Records from a collection:
-------
#![deny(unsafe_code)]
//! WASM bindings for drift.
//!
//! JS owns the animation loop and the DOM listeners: it calls `frame()` from
//! `requestAnimationFrame` and forwards pointer and resize events. Each handle
//! keeps a [`ManualHost`] so the engines' frame and listener bookkeeping
//! behaves exactly as it does headlessly, and `frame()` reports `false` once
//! the handle has been torn down.

use drift_core::{Engine, ManualHost, Srgb, Surface};
use drift_flow::FlowField;
use drift_morph::ShapeMorph;
use std::f64::consts::TAU;
use wasm_bindgen::prelude::*;
use web_sys::{CanvasRenderingContext2d, HtmlCanvasElement};

fn js_error(e: impl std::fmt::Display) -> JsValue {
    JsValue::from_str(&e.to_string())
}

fn parse_params(params: &str) -> Result<serde_json::Value, JsValue> {
    if params.trim().is_empty() {
        return Ok(serde_json::json!({}));
    }
    serde_json::from_str(params).map_err(js_error)
}

/// [`Surface`] over a canvas 2D context.
pub struct CanvasSurface {
    canvas: HtmlCanvasElement,
    ctx: CanvasRenderingContext2d,
}

impl CanvasSurface {
    pub fn new(canvas: HtmlCanvasElement) -> Result<Self, JsValue> {
        let ctx = canvas
            .get_context("2d")?
            .ok_or_else(|| js_error("no 2d context"))?
            .dyn_into::<CanvasRenderingContext2d>()
            .map_err(|_| js_error("not a 2d context"))?;
        Ok(Self { canvas, ctx })
    }
}

impl Surface for CanvasSurface {
    fn size(&self) -> (f64, f64) {
        (self.canvas.width() as f64, self.canvas.height() as f64)
    }

    fn resize(&mut self, width: f64, height: f64) {
        self.canvas.set_width(width.max(0.0) as u32);
        self.canvas.set_height(height.max(0.0) as u32);
    }

    fn fill(&mut self, color: Srgb, alpha: f64) {
        let (w, h) = self.size();
        self.ctx.set_global_alpha(alpha.clamp(0.0, 1.0));
        self.ctx.set_fill_style_str(&color.to_hex());
        self.ctx.fill_rect(0.0, 0.0, w, h);
        self.ctx.set_global_alpha(1.0);
    }

    fn fill_circle(&mut self, x: f64, y: f64, radius: f64, color: Srgb) {
        self.ctx.set_fill_style_str(&color.to_hex());
        self.ctx.begin_path();
        // Errors only on a negative radius.
        self.ctx.arc(x, y, radius.max(0.0), 0.0, TAU).ok();
        self.ctx.fill();
    }
}

/// Flow field bound to a canvas.
#[wasm_bindgen]
pub struct FlowHandle {
    flow: FlowField<CanvasSurface>,
    host: ManualHost,
}

#[wasm_bindgen]
impl FlowHandle {
    /// Starts a flow field on `canvas`. `params` is a JSON object string
    /// (empty for defaults).
    #[wasm_bindgen(constructor)]
    pub fn new(canvas: HtmlCanvasElement, params: &str, seed: u64) -> Result<FlowHandle, JsValue> {
        let params = parse_params(params)?;
        let surface = CanvasSurface::new(canvas)?;
        let mut host = ManualHost::new();
        let flow = FlowField::from_json(Some(surface), &params, &mut host, seed).map_err(js_error)?;
        Ok(FlowHandle { flow, host })
    }

    /// Runs one frame if one is pending. Returns `false` after teardown.
    pub fn frame(&mut self) -> bool {
        match self.host.take_frame() {
            Some(frame) => self.flow.on_frame(&mut self.host, frame),
            None => false,
        }
    }

    #[wasm_bindgen(js_name = pointerMove)]
    pub fn pointer_move(&mut self, x: f64, y: f64) {
        self.flow.on_pointer_move(x, y);
    }

    #[wasm_bindgen(js_name = pointerLeave)]
    pub fn pointer_leave(&mut self) {
        self.flow.on_pointer_leave();
    }

    pub fn resize(&mut self, width: f64, height: f64) {
        self.flow.on_resize(width, height);
    }

    /// Replaces the configuration; the old one stays on error.
    pub fn reconfigure(&mut self, params: &str) -> Result<(), JsValue> {
        let config = drift_flow::FlowConfig::from_json(&parse_params(params)?).map_err(js_error)?;
        self.flow.reconfigure(config).map_err(js_error)
    }

    /// Listeners the page should keep attached (0 after teardown).
    #[wasm_bindgen(js_name = listenerCount)]
    pub fn listener_count(&self) -> usize {
        self.host.active_listeners()
    }

    pub fn teardown(&mut self) {
        self.flow.teardown(&mut self.host);
    }

    pub fn params(&self) -> String {
        self.flow.params().to_string()
    }
}

/// Shape morph whose positions JS copies into a render buffer each frame.
#[wasm_bindgen]
pub struct MorphHandle {
    morph: ShapeMorph,
    host: ManualHost,
}

#[wasm_bindgen]
impl MorphHandle {
    #[wasm_bindgen(constructor)]
    pub fn new(params: &str, seed: u64) -> Result<MorphHandle, JsValue> {
        let mut morph = ShapeMorph::from_json(&parse_params(params)?, seed).map_err(js_error)?;
        let mut host = ManualHost::new();
        morph.start(&mut host);
        Ok(MorphHandle { morph, host })
    }

    /// Advances by `dt` seconds if a frame is pending. Returns `false` after
    /// teardown.
    pub fn frame(&mut self, dt: f64) -> bool {
        match self.host.take_frame() {
            Some(frame) => self.morph.on_frame(&mut self.host, frame, dt),
            None => false,
        }
    }

    /// Copy of the flat `x, y, z` buffer.
    pub fn positions(&self) -> Vec<f32> {
        self.morph.positions().to_vec()
    }

    #[wasm_bindgen(js_name = pointCount)]
    pub fn point_count(&self) -> usize {
        self.morph.point_count()
    }

    pub fn progress(&self) -> f64 {
        self.morph.progress()
    }

    #[wasm_bindgen(js_name = currentIndex)]
    pub fn current_index(&self) -> usize {
        self.morph.current_index()
    }

    /// Hex color of every point.
    pub fn color(&self) -> String {
        self.morph.config().color.to_hex()
    }

    pub fn teardown(&mut self) {
        self.morph.teardown(&mut self.host);
    }
}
-------
**Work task**
All lines above are to be transcribed exactly.

**Answer to the problem**
#![deny(unsafe_code)]
//! WASM bindings for drift.
//!
//! JS owns the animation loop and the DOM listeners: it calls `frame()` from
//! `requestAnimationFrame` and forwards pointer and resize events. Each handle
//! keeps a [`ManualHost`] so the engines' frame and listener bookkeeping
//! behaves exactly as it does headlessly, and `frame()` reports `false` once
//! the handle has been torn down.

use drift_core::{Engine, ManualHost, Srgb, Surface};
use drift_flow::FlowField;
use drift_morph::ShapeMorph;
use std::f64::consts::TAU;
use wasm_bindgen::prelude::*;
use web_sys::{CanvasRenderingContext2d, HtmlCanvasElement};

fn js_error(e: impl std::fmt::Display) -> JsValue {
    JsValue::from_str(&e.to_string())
}

fn parse_params(params: &str) -> Result<serde_json::Value, JsValue> {
    if params.trim().is_empty() {
        return Ok(serde_json::json!({}));
    }
    serde_json::from_str(params).map_err(js_error)
}

/// [`Surface`] over a canvas 2D context.
pub struct CanvasSurface {
    canvas: HtmlCanvasElement,
    ctx: CanvasRenderingContext2d,
}

impl CanvasSurface {
    pub fn new(canvas: HtmlCanvasElement) -> Result<Self, JsValue> {
        let ctx = canvas
            .get_context("2d")?
            .ok_or_else(|| js_error("no 2d context"))?
            .dyn_into::<CanvasRenderingContext2d>()
            .map_err(|_| js_error("not a 2d context"))?;
        Ok(Self { canvas, ctx })
    }
}

impl Surface for CanvasSurface {
    fn size(&self) -> (f64, f64) {
        (self.canvas.width() as f64, self.canvas.height() as f64)
    }

    fn resize(&mut self, width: f64, height: f64) {
        self.canvas.set_width(width.max(0.0) as u32);
        self.canvas.set_height(height.max(0.0) as u32);
    }

    fn fill(&mut self, color: Srgb, alpha: f64) {
        let (w, h) = self.size();
        self.ctx.set_global_alpha(alpha.clamp(0.0, 1.0));
        self.ctx.set_fill_style_str(&color.to_hex());
        self.ctx.fill_rect(0.0, 0.0, w, h);
        self.ctx.set_global_alpha(1.0);
    }

    fn fill_circle(&mut self, x: f64, y: f64, radius: f64, color: Srgb) {
        self.ctx.set_fill_style_str(&color.to_hex());
        self.ctx.begin_path();
        // Errors only on a negative radius.
        self.ctx.arc(x, y, radius.max(0.0), 0.0, TAU).ok();
        self.ctx.fill();
    }
}

/// Flow field bound to a canvas.
#[wasm_bindgen]
pub struct FlowHandle {
    flow: FlowField<CanvasSurface>,
    host: ManualHost,
}

#[wasm_bindgen]
impl FlowHandle {
    /// Starts a flow field on `canvas`. `params` is a JSON object string
    /// (empty for defaults).
    #[wasm_bindgen(constructor)]
    pub fn new(canvas: HtmlCanvasElement, params: &str, seed: u64) -> Result<FlowHandle, JsValue> {
        let params = parse_params(params)?;
        let surface = CanvasSurface::new(canvas)?;
        let mut host = ManualHost::new();
        let flow = FlowField::from_json(Some(surface), &params, &mut host, seed).map_err(js_error)?;
        Ok(FlowHandle { flow, host })
    }

    /// Runs one frame if one is pending. Returns `false` after teardown.
    pub fn frame(&mut self) -> bool {
        match self.host.take_frame() {
            Some(frame) => self.flow.on_frame(&mut self.host, frame),
            None => false,
        }
    }

    #[wasm_bindgen(js_name = pointerMove)]
    pub fn pointer_move(&mut self, x: f64, y: f64) {
        self.flow.on_pointer_move(x, y);
    }

    #[wasm_bindgen(js_name = pointerLeave)]
    pub fn pointer_leave(&mut self) {
        self.flow.on_pointer_leave();
    }

    pub fn resize(&mut self, width: f64, height: f64) {
        self.flow.on_resize(width, height);
    }

    /// Replaces the configuration; the old one stays on error.
    pub fn reconfigure(&mut self, params: &str) -> Result<(), JsValue> {
        let config = drift_flow::FlowConfig::from_json(&parse_params(params)?).map_err(js_error)?;
        self.flow.reconfigure(config).map_err(js_error)
    }

    /// Listeners the page should keep attached (0 after teardown).
    #[wasm_bindgen(js_name = listenerCount)]
    pub fn listener_count(&self) -> usize {
        self.host.active_listeners()
    }

    pub fn teardown(&mut self) {
        self.flow.teardown(&mut self.host);
    }

    pub fn params(&self) -> String {
        self.flow.params().to_string()
    }
}

/// Shape morph whose positions JS copies into a render buffer each frame.
#[wasm_bindgen]
pub struct MorphHandle {
    morph: ShapeMorph,
    host: ManualHost,
}

#[wasm_bindgen]
impl MorphHandle {
    #[wasm_bindgen(constructor)]
    pub fn new(params: &str, seed: u64) -> Result<MorphHandle, JsValue> {
        let mut morph = ShapeMorph::from_json(&parse_params(params)?, seed).map_err(js_error)?;
        let mut host = ManualHost::new();
        morph.start(&mut host);
        Ok(MorphHandle { morph, host })
    }

    /// Advances by `dt` seconds if a frame is pending. Returns `false` after
    /// teardown.
    pub fn frame(&mut self, dt: f64) -> bool {
        match self.host.take_frame() {
            Some(frame) => self.morph.on_frame(&mut self.host, frame, dt),
            None => false,
        }
    }

    /// Copy of the flat `x, y, z` buffer.
    pub fn positions(&self) -> Vec<f32> {
        self.morph.positions().to_vec()
    }

    #[wasm_bindgen(js_name = pointCount)]
    pub fn point_count(&self) -> usize {
        self.morph.point_count()
    }

    pub fn progress(&self) -> f64 {
        self.morph.progress()
    }

    #[wasm_bindgen(js_name = currentIndex)]
    pub fn current_index(&self) -> usize {
        self.morph.current_index()
    }

    /// Hex color of every point.
    pub fn color(&self) -> String {
        self.morph.config().color.to_hex()
    }

    pub fn teardown(&mut self) {
        self.morph.teardown(&mut self.host);
    }
}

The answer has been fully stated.